PROBLEM TO SOLVE. Lines from the top of the entries through the line that has "caller's convention, and" must be duplicated exactly, and no others.

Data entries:

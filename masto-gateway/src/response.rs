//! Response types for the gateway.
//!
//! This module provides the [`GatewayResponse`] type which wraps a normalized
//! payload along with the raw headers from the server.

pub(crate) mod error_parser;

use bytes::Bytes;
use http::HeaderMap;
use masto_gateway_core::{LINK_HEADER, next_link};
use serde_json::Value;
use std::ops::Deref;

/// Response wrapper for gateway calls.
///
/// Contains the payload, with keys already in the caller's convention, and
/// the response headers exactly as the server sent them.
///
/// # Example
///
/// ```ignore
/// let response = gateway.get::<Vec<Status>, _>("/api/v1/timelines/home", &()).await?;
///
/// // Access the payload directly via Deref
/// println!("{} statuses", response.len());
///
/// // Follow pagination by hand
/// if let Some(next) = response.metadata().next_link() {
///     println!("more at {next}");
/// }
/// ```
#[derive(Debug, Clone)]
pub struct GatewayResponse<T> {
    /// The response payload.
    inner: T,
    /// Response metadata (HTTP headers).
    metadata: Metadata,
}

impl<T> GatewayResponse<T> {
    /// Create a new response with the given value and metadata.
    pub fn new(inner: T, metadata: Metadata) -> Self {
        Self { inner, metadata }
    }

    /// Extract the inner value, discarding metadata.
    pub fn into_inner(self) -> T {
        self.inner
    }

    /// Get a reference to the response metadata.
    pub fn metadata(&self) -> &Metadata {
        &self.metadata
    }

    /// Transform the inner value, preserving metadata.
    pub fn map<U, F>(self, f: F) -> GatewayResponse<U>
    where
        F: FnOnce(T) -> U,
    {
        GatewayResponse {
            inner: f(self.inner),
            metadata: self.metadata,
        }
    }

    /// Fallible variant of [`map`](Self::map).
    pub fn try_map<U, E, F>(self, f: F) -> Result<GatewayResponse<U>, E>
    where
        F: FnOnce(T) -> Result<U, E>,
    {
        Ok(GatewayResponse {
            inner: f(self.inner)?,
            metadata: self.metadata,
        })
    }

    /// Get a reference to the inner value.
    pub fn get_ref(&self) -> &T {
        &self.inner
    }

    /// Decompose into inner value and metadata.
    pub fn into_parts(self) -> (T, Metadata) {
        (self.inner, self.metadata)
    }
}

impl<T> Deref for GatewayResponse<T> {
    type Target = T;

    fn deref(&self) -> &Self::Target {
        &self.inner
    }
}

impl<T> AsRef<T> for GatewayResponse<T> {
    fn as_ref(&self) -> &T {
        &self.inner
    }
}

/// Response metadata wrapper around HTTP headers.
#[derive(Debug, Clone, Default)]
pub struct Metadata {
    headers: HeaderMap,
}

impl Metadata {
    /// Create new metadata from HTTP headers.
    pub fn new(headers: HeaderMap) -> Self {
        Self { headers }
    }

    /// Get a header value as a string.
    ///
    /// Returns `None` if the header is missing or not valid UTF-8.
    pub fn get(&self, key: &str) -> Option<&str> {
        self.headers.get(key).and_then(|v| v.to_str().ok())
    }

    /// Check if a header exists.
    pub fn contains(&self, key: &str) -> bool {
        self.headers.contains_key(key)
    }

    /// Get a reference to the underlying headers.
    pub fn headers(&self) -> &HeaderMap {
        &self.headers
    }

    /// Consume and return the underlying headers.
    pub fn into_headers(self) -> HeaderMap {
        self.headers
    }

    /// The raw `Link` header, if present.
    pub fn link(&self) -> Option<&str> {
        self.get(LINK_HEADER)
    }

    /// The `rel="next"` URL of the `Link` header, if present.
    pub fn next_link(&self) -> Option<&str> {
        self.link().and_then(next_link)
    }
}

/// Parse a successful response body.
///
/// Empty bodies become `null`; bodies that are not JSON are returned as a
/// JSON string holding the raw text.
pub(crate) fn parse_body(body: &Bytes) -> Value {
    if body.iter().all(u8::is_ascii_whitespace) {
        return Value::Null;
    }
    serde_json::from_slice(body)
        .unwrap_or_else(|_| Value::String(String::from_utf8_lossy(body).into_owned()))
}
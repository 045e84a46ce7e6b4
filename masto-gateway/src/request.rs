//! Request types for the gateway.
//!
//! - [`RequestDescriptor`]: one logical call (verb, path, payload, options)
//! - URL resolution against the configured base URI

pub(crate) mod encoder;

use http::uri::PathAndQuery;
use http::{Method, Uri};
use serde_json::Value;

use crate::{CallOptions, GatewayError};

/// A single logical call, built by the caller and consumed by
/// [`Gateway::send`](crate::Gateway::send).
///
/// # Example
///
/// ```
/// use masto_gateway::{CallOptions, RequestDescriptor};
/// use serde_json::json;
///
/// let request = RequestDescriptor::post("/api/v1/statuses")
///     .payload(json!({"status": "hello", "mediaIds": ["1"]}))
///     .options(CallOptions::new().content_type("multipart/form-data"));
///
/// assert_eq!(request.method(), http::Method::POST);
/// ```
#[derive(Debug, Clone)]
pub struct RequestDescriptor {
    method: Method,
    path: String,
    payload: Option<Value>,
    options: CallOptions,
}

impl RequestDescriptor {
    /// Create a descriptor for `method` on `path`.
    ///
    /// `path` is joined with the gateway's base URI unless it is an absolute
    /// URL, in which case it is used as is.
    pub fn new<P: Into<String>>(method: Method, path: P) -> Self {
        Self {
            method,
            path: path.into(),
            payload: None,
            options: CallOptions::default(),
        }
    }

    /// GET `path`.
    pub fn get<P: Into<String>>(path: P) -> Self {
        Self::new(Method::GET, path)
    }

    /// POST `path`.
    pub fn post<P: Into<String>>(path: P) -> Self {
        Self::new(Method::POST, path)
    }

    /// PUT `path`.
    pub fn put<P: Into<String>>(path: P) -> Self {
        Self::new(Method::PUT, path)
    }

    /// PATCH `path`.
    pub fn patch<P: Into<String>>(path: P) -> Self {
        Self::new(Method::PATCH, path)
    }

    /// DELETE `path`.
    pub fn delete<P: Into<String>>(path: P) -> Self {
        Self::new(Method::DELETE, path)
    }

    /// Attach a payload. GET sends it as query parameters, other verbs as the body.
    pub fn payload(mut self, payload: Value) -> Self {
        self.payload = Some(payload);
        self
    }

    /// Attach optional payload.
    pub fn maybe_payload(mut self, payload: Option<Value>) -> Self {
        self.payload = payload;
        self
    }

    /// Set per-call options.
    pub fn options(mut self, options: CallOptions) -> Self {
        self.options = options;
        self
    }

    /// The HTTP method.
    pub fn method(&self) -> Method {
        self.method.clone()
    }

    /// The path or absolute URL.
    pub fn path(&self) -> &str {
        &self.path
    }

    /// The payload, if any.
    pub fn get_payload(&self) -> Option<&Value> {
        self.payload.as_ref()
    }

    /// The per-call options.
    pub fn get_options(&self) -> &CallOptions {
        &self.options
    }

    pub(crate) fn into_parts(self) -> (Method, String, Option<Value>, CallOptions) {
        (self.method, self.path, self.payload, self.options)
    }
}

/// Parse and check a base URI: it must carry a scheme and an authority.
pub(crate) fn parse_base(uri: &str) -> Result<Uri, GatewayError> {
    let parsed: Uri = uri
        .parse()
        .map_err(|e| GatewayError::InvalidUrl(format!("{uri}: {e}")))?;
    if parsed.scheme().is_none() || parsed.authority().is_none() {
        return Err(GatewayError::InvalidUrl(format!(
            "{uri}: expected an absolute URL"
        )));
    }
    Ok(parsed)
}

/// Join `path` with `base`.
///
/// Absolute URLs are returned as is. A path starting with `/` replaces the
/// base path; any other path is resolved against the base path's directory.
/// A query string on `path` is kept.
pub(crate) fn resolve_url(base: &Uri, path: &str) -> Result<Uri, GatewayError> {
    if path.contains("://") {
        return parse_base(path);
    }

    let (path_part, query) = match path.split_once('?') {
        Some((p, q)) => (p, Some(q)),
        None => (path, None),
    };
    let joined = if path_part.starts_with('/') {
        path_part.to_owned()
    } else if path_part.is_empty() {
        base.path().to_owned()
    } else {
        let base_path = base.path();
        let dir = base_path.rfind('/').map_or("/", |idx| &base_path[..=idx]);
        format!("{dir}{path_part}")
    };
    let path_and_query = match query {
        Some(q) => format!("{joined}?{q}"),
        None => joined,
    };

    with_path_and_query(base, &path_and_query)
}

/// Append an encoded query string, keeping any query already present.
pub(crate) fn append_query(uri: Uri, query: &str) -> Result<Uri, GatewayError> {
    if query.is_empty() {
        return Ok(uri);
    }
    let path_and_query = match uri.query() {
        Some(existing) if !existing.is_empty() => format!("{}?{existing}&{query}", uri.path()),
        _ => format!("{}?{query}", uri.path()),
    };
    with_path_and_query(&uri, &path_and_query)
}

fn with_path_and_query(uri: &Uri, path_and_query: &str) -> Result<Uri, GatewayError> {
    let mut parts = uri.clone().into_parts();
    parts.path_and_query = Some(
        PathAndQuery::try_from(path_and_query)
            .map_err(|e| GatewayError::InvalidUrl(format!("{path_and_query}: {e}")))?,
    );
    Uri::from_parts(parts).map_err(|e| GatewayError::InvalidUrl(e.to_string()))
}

EXERCISE ANSWER.
filename masto-gateway/src/response.rs
//! Response types for the gateway.
//!
//! This module provides the [`GatewayResponse`] type which wraps a normalized
//! payload along with the raw headers from the server.

pub(crate) mod error_parser;

use bytes::Bytes;
use http::HeaderMap;
use masto_gateway_core::{LINK_HEADER, next_link};
use serde_json::Value;
use std::ops::Deref;

/// Response wrapper for gateway calls.
///
/// Contains the payload, with keys already in the caller's convention, and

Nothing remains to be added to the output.